In the lines below, count those containing the word "temporary" and give the number alone.

-------- Extracted records

//! Operational limits and storage policy.

use std::time::Duration;
use thiserror::Error;

/// Error for invalid process-wide configuration.
#[derive(Debug, Error)]
pub enum ConfigError {
    #[error("Limit '{0}' must be strictly positive")]
    NonPositiveLimit(&'static str),

    #[error("Retention window '{0}' must be strictly positive")]
    NonPositiveRetention(&'static str),
}

/// Process-wide operational limits.
///
/// All bounds are strictly positive; `validate` enforces this for
/// values coming from the environment.
#[derive(Debug, Clone)]
pub struct Limits {
    /// Maximum upload size in bytes
    pub max_file_size: u64,
    /// Maximum source duration in seconds
    pub max_duration: f64,
    /// Maximum jobs simultaneously in `processing`
    pub max_concurrent_jobs: usize,
    /// Wall-clock bound on a single transcode
    pub processing_timeout: Duration,
}

impl Default for Limits {
    fn default() -> Self {
        Self {
            max_file_size: 2 * 1024 * 1024 * 1024, // 2GB
            max_duration: 4.0 * 3600.0,            // 4 hours
            max_concurrent_jobs: 3,
            processing_timeout: Duration::from_secs(3600),
        }
    }
}

impl Limits {
    /// Create limits from environment variables.
    pub fn from_env() -> Self {
        let defaults = Self::default();
        Self {
            max_file_size: std::env::var("VIDEO_MAX_FILE_SIZE")
                .ok()
                .and_then(|s| s.parse().ok())
                .unwrap_or(defaults.max_file_size),
            max_duration: std::env::var("VIDEO_MAX_DURATION_SECS")
                .ok()
                .and_then(|s| s.parse().ok())
                .unwrap_or(defaults.max_duration),
            max_concurrent_jobs: std::env::var("VIDEO_MAX_CONCURRENT_JOBS")
                .ok()
                .and_then(|s| s.parse().ok())
                .unwrap_or(defaults.max_concurrent_jobs),
            processing_timeout: Duration::from_secs(
                std::env::var("VIDEO_PROCESSING_TIMEOUT_SECS")
                    .ok()
                    .and_then(|s| s.parse().ok())
                    .unwrap_or(defaults.processing_timeout.as_secs()),
            ),
        }
    }

    /// Check that all bounds are strictly positive.
    pub fn validate(&self) -> Result<(), ConfigError> {
        if self.max_file_size == 0 {
            return Err(ConfigError::NonPositiveLimit("max_file_size"));
        }
        if self.max_duration <= 0.0 {
            return Err(ConfigError::NonPositiveLimit("max_duration"));
        }
        if self.max_concurrent_jobs == 0 {
            return Err(ConfigError::NonPositiveLimit("max_concurrent_jobs"));
        }
        if self.processing_timeout.is_zero() {
            return Err(ConfigError::NonPositiveLimit("processing_timeout"));
        }
        Ok(())
    }
}

/// Artifact placement and retention policy.
#[derive(Debug, Clone)]
pub struct StoragePolicy {
    /// Template for temporary upload paths; `{job_id}` is substituted
    pub temp_path_template: String,
    /// Template for processed rendition paths; `{job_id}` and
    /// `{quality}` are substituted
    pub output_path_template: String,
    /// Base URL renditions are served from
    pub cdn_base_url: String,
    /// How long temporary upload artifacts are kept
    pub temp_retention: Duration,
    /// How long processed artifacts (and durable job records) are kept
    pub processed_retention: Duration,
}

impl Default for StoragePolicy {
    fn default() -> Self {
        Self {
            temp_path_template: "/tmp/vodforge/uploads/{job_id}".to_string(),
            output_path_template: "/var/lib/vodforge/processed/{job_id}/{quality}".to_string(),
            cdn_base_url: "https://cdn.vodforge.dev".to_string(),
            temp_retention: Duration::from_secs(24 * 3600),
            processed_retention: Duration::from_secs(30 * 24 * 3600),
        }
    }
}

impl StoragePolicy {
    /// Create policy from environment variables.
    pub fn from_env() -> Self {
        let defaults = Self::default();
        Self {
            temp_path_template: std::env::var("STORAGE_TEMP_TEMPLATE")
                .unwrap_or(defaults.temp_path_template),
            output_path_template: std::env::var("STORAGE_OUTPUT_TEMPLATE")
                .unwrap_or(defaults.output_path_template),
            cdn_base_url: std::env::var("STORAGE_CDN_BASE_URL").unwrap_or(defaults.cdn_base_url),
            temp_retention: Duration::from_secs(
                std::env::var("STORAGE_TEMP_RETENTION_SECS")
                    .ok()
                    .and_then(|s| s.parse().ok())
                    .unwrap_or(defaults.temp_retention.as_secs()),
            ),
            processed_retention: Duration::from_secs(
                std::env::var("STORAGE_PROCESSED_RETENTION_SECS")
                    .ok()
                    .and_then(|s| s.parse().ok())
                    .unwrap_or(defaults.processed_retention.as_secs()),
            ),
        }
    }

    /// Check that both retention windows are strictly positive.
    pub fn validate(&self) -> Result<(), ConfigError> {
        if self.temp_retention.is_zero() {
            return Err(ConfigError::NonPositiveRetention("temp_retention"));
        }
        if self.processed_retention.is_zero() {
            return Err(ConfigError::NonPositiveRetention("processed_retention"));
        }
        Ok(())
    }

    /// Resolve the output path for one rendition of a job.
    pub fn output_path(&self, job_id: &str, quality: &str) -> String {
        self.output_path_template
            .replace("{job_id}", job_id)
            .replace("{quality}", quality)
    }

    /// Resolve the CDN URL for one rendition of a job.
    pub fn cdn_url(&self, job_id: &str, quality: &str) -> String {
        format!(
            "{}/{}/{}",
            self.cdn_base_url.trim_end_matches('/'),
            job_id,
            quality
        )
    }
}
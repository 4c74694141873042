//! Transcoder seam.
//!
//! The actual pixel-level encode is an external collaborator. The core
//! invokes it once a job is admitted, hands it a progress sender and a
//! cooperative cancellation signal, and records the outcome on the job.

use async_trait::async_trait;
use tokio::sync::{mpsc, watch};

use vodforge_models::VideoJob;

use crate::manifest::ManifestConfig;

/// Progress updates from a running transcode (0-100).
pub type ProgressSender = mpsc::Sender<u8>;

/// Cancellation signal; flips to true when the job record is cancelled.
///
/// Cancellation is cooperative: "record says cancelled" and "transcoder
/// actually stopped" are two separate facts. The transcoder is expected
/// to observe the signal and abort, but the record's terminal state is
/// committed either way.
pub type CancelSignal = watch::Receiver<bool>;

/// Errors from the external transcoder.
#[derive(Debug, thiserror::Error)]
pub enum TranscodeError {
    #[error("Transcode failed: {0}")]
    Failed(String),

    #[error("Transcoder aborted after cancellation")]
    Cancelled,

    #[error("IO error: {0}")]
    Io(#[from] std::io::Error),
}

impl TranscodeError {
    pub fn failed(msg: impl Into<String>) -> Self {
        Self::Failed(msg.into())
    }
}

/// Produces the renditions and packaging output for one job.
#[async_trait]
pub trait Transcoder: Send + Sync {
    async fn transcode(
        &self,
        job: &VideoJob,
        config: &ManifestConfig,
        progress: ProgressSender,
        cancel: CancelSignal,
    ) -> Result<(), TranscodeError>;
}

----------------

## Response below
2